Remember, we spend more on defense than any other nation on Earth and more than most all other nations combined. Each service's budget is bigger than the entire military budgets of any other country. Even the smallish Marines and Special Operations Forces are bigger, each, than the militaries of most countries. We are overwhelmingly superior in every aspect of the military arts. And we overspend on defense because we do not control hardware costs, because we have the biggest (proportionally) "back office" of any major military, and because our military benefits continue to expand.
We have been fighting this Pentagon budget war, battle by repetitive battle, for more than two years now, with the same shots fired over and over. For more than a year, Secretary Panetta has been saying he had to cut $487 billion out of the defense budget, without ever noting that this was a reduction in the projected growth in the defense budget -- not a budget cut.
Every month, a Pentagon spokesperson says, "We get it wrong every time we do a defense drawdown and hollow out the force" when it is untrue. Only the drawdown of the 1970s caused severe readiness problems. The one Secretary Panetta (and I) participated in -- the 1990s drawdown -- left behind a dominant, global military force that performed just fine in 2003 in Iraq. And it cost half as much as the current force.
But repetition overwhelms the facts, and a barrage of data bewilders the adversary.
Now we are at sequester Gettysburg, and the Obama administration has rolled out the big guns. Only the Department of Overwhelming Force can run a domestic budget campaign. And it is aimed at the real enemy: the Republicans in the House and Senate. Most of Panetta's speech targeted Congress: Whose fault will it be if the United States suddenly has to withdraw its forces from the world because the GOP won't negotiate?

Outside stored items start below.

//! CSV bar loading: a plain no-quoting comma split with a deterministic
//! re-sort into [`Bar`]/[`Money`] values.
//!
//! Required columns: `symbol`, `timestamp` (`%Y-%m-%d %H:%M:%S`), `open`,
//! `high`, `low`, `close`, `volume`. Optional: `timeframe` (default `1d`),
//! `closed` (bool; default `true`).

use std::collections::BTreeMap;

use anyhow::{bail, Context, Result};
use btq_decimal::Money;
use btq_market::{Bar, Timeframe};
use rust_decimal::Decimal;

pub fn load_csv_file(path: &str) -> Result<Vec<Bar>> {
    let raw = std::fs::read_to_string(path).with_context(|| format!("read bars csv: {path}"))?;
    parse_csv_bars(&raw).with_context(|| format!("parse bars csv: {path}"))
}

pub fn parse_csv_bars(csv: &str) -> Result<Vec<Bar>> {
    let mut lines = csv.lines();

    let header_line = lines.next().context("empty bars csv")?;
    let header_line = header_line.trim().trim_start_matches('\u{feff}');
    if header_line.is_empty() {
        bail!("empty bars csv header");
    }

    let headers: Vec<String> = split_csv_line(header_line);
    let mut idx: BTreeMap<String, usize> = BTreeMap::new();
    for (i, h) in headers.iter().enumerate() {
        idx.insert(h.trim().to_string(), i);
    }

    let col_symbol = find_required(&idx, "symbol")?;
    let col_timestamp = find_required(&idx, "timestamp")?;
    let col_open = find_required(&idx, "open")?;
    let col_high = find_required(&idx, "high")?;
    let col_low = find_required(&idx, "low")?;
    let col_close = find_required(&idx, "close")?;
    let col_volume = find_required(&idx, "volume")?;

    let col_timeframe = idx.get("timeframe").copied();
    let col_closed = idx.get("closed").copied();

    let mut out: Vec<Bar> = Vec::new();

    for (line_idx0, raw) in lines.enumerate() {
        let line_no = line_idx0 + 2;
        let raw = raw.trim();
        if raw.is_empty() || raw.starts_with('#') {
            continue;
        }

        let fields = split_csv_line(raw);
        let get = |col: usize| -> Result<&str> {
            fields
                .get(col)
                .map(|s| s.as_str())
                .with_context(|| format!("line {line_no}: missing column index {col}"))
        };

        let symbol = get(col_symbol)?.trim().to_string();
        if symbol.is_empty() {
            bail!("line {line_no}: symbol is empty");
        }

        let timestamp = chrono::NaiveDateTime::parse_from_str(get(col_timestamp)?.trim(), "%Y-%m-%d %H:%M:%S")
            .with_context(|| format!("line {line_no}: invalid timestamp"))?;

        let open = Money::parse(get(col_open)?.trim()).with_context(|| format!("line {line_no}: invalid open"))?;
        let high = Money::parse(get(col_high)?.trim()).with_context(|| format!("line {line_no}: invalid high"))?;
        let low = Money::parse(get(col_low)?.trim()).with_context(|| format!("line {line_no}: invalid low"))?;
        let close = Money::parse(get(col_close)?.trim()).with_context(|| format!("line {line_no}: invalid close"))?;
        let volume: Decimal = get(col_volume)?
            .trim()
            .parse()
            .with_context(|| format!("line {line_no}: invalid volume"))?;

        let timeframe = match col_timeframe {
            Some(c) => Timeframe::new(get(c)?.trim().to_string()),
            None => Timeframe::new("1d"),
        };

        let closed = match col_closed {
            Some(c) => parse_bool(get(c)?.trim()).with_context(|| format!("line {line_no}: invalid closed"))?,
            None => true,
        };

        let bar = Bar::restore(symbol, timeframe, timestamp, open, high, low, close, volume, closed)
            .with_context(|| format!("line {line_no}: inconsistent OHLC"))?;
        out.push(bar);
    }

    out.sort_by(|a, b| a.timestamp.cmp(&b.timestamp).then_with(|| a.symbol.cmp(&b.symbol)));
    Ok(out)
}

fn find_required(idx: &BTreeMap<String, usize>, name: &str) -> Result<usize> {
    idx.get(name).copied().with_context(|| format!("missing header: {name}"))
}

fn parse_bool(s: &str) -> Result<bool> {
    match s {
        "1" | "true" | "TRUE" | "True" => Ok(true),
        "0" | "false" | "FALSE" | "False" => Ok(false),
        other => bail!("expected boolean, got '{other}'"),
    }
}

fn split_csv_line(line: &str) -> Vec<String> {
    line.split(',').map(|s| s.trim().to_string()).collect()
}

#[cfg(test)]
mod tests {
    use super::*;

    #[test]
    fn parses_and_sorts_deterministically() {
        let csv = "symbol,timestamp,open,high,low,close,volume\n\
                    MSFT,2023-01-02 09:30:00,10,12,9,11,100\n\
                    AAPL,2023-01-01 09:30:00,20,22,19,21,200\n";
        let bars = parse_csv_bars(csv).unwrap();
        assert_eq!(bars.len(), 2);
        assert_eq!(bars[0].symbol, "AAPL");
        assert_eq!(bars[1].symbol, "MSFT");
    }

    #[test]
    fn missing_required_header_is_an_error() {
        let csv = "symbol,timestamp,open,high,low,close\n\
                    AAPL,2023-01-01 09:30:00,20,22,19,21\n";
        assert!(parse_csv_bars(csv).is_err());
    }

    #[test]
    fn blank_and_comment_lines_are_skipped() {
        let csv = "symbol,timestamp,open,high,low,close,volume\n\
                    \n\
                    # a comment\n\
                    AAPL,2023-01-01 09:30:00,20,22,19,21,200\n";
        let bars = parse_csv_bars(csv).unwrap();
        assert_eq!(bars.len(), 1);
    }
}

The endgame is to get the Republicans to the table -- a Republican Party that is divided on the defense issue and clearly motivated to get domestic spending down. The services are doing their best to terrify the Republicans into cutting a deal, and the administration is giving them free rein to make their case by any argument necessary, no matter how exaggerated. Like the bard said, "our revels now are over"; we have come to the crunch point. It is not about readiness abroad, it is about the readiness to deal at home.